Verbal confidence -- prompting LLMs to state their confidence as a number or category -- is widely used to extract uncertainty estimates from black-box models. However, how LLMs internally generate such scores remains unknown. We address two questions: first, when confidence is computed -- just-in-time when requested, or automatically during answer generation and cached for later retrieval; and second, what verbal confidence represents -- token log-probabilities, or a richer evaluation of answer quality? Focusing on Gemma 3 27B (across TriviaQA, BigMath, and MMLU), Qwen 2.5 7B, and the reasoning model Magistral Small 24B, we provide convergent evidence for cached retrieval. Activation steering, patching, noising, and swap experiments reveal that confidence representations emerge at answer-adjacent positions before appearing at the verbalization site. Attention blocking pinpoints the information flow: confidence is gathered from answer tokens, cached at the first post-answer position, then retrieved for output. Critically, linear probing and variance partitioning reveal that these cached representations explain substantial variance in verbal confidence beyond token log-probabilities, suggesting a richer answer-quality evaluation rather than a simple fluency readout. These findings demonstrate that verbal confidence reflects automatic, sophisticated self-evaluation -- not post-hoc reconstruction -- with implications for understanding metacognition in LLMs and improving calibration.

Editorial analysis

A structured set of objections, weighed in public.
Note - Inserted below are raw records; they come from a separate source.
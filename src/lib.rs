mod usb;
mod proto;
mod profile;
mod trigger;
mod packet;
mod scan;
mod device;
mod acquire;

#[derive(Debug)]
pub enum Error {
    /// An input precondition was violated: out-of-range stage or probe,
    /// unknown configuration key, missing device, oversized trigger pattern.
    Arg(&'static str),
    /// The feature exists but not on this hardware variant.
    Unavailable(&'static str),
    /// The underlying USB operation failed.
    Transport(Box<dyn std::error::Error + Send + Sync + 'static>),
    /// The device answered, but not the way this driver requires.
    Protocol(String),
    /// A host-side resource (memory, firmware file) could not be obtained.
    Resource(String),
    /// A driver invariant was broken.
    Bug(&'static str),
}

impl std::fmt::Display for Error {
    fn fmt(&self, f: &mut std::fmt::Formatter) -> std::fmt::Result {
        match self {
            Self::Arg(msg) =>
                write!(f, "invalid argument: {}", msg),
            Self::Unavailable(msg) =>
                write!(f, "not supported by this device: {}", msg),
            Self::Transport(error) =>
                write!(f, "USB transport error: {}", error),
            Self::Protocol(msg) =>
                write!(f, "protocol error: {}", msg),
            Self::Resource(msg) =>
                write!(f, "resource error: {}", msg),
            Self::Bug(msg) =>
                write!(f, "driver bug: {}", msg),
        }
    }
}

impl std::error::Error for Error {
    fn source(&self) -> Option<&(dyn std::error::Error + 'static)> {
        match self {
            Self::Transport(error) => Some(error.as_ref()),
            _ => None
        }
    }
}

impl From<std::io::Error> for Error {
    fn from(error: std::io::Error) -> Self {
        Error::Resource(error.to_string())
    }
}

impl From<nusb::Error> for Error {
    fn from(error: nusb::Error) -> Self {
        Error::Transport(Box::new(error))
    }
}

impl From<nusb::transfer::TransferError> for Error {
    fn from(error: nusb::transfer::TransferError) -> Self {
        Error::Transport(Box::new(error))
    }
}

pub type Result<T> =
    core::result::Result<T, Error>;

pub use usb::{
    Completion,
    DeviceInfo,
    FirmwareLoader,
    NoFirmware,
    TransferId,
    TransferStatus,
    UsbBus,
    UsbIo,
};

pub use usb::imp::HostBus;

pub use proto::{
    sample_delay,
    FpgaSettings,
    StartCmd,
    StartFlags,
    TriggerPos,
    VersionInfo,
};

pub use profile::{
    Caps,
    Channel,
    ChannelKind,
    DeviceMode,
    Profile,
    TestMode,
    DSLOGIC_SAMPLERATES,
    PROFILES,
    SAMPLERATES,
};

pub use trigger::{
    DsTrigger,
    Fire,
    SoftTrigger,
    TriggerMode,
    NUM_TRIGGER_STAGES,
    PROBES,
    STAGES,
};

pub use packet::{
    Consumer,
    Packet,
    Quantity,
};

pub use scan::{
    scan,
    FoundDevice,
    ScanOptions,
    ADDRESS_UNKNOWN,
};

pub use device::{
    ConfigKey,
    ConfigList,
    ConfigValue,
    Device,
};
Desk editor's note, referee report, simulated authors' rebuttal, and a circularity audit. Tearing a paper down is the easy half of reading it; the pith above is the substance, this is the friction.

Referee Report

2 major / 2 minor

Summary. The paper examines how LLMs generate verbal confidence scores. It claims these scores arise from automatic computation and caching during answer generation rather than just-in-time reconstruction, with representations emerging at answer-adjacent positions (specifically the first post-answer token) before retrieval at verbalization. Experiments on Gemma 3 27B, Qwen 2.5 7B, and Magistral Small 24B across TriviaQA, BigMath, and MMLU use activation steering, patching, noising, swap experiments, and attention blocking to trace information flow from answer tokens to the cache site. Linear probing and variance partitioning further indicate that the cached representations capture richer answer-quality information beyond token log-probabilities.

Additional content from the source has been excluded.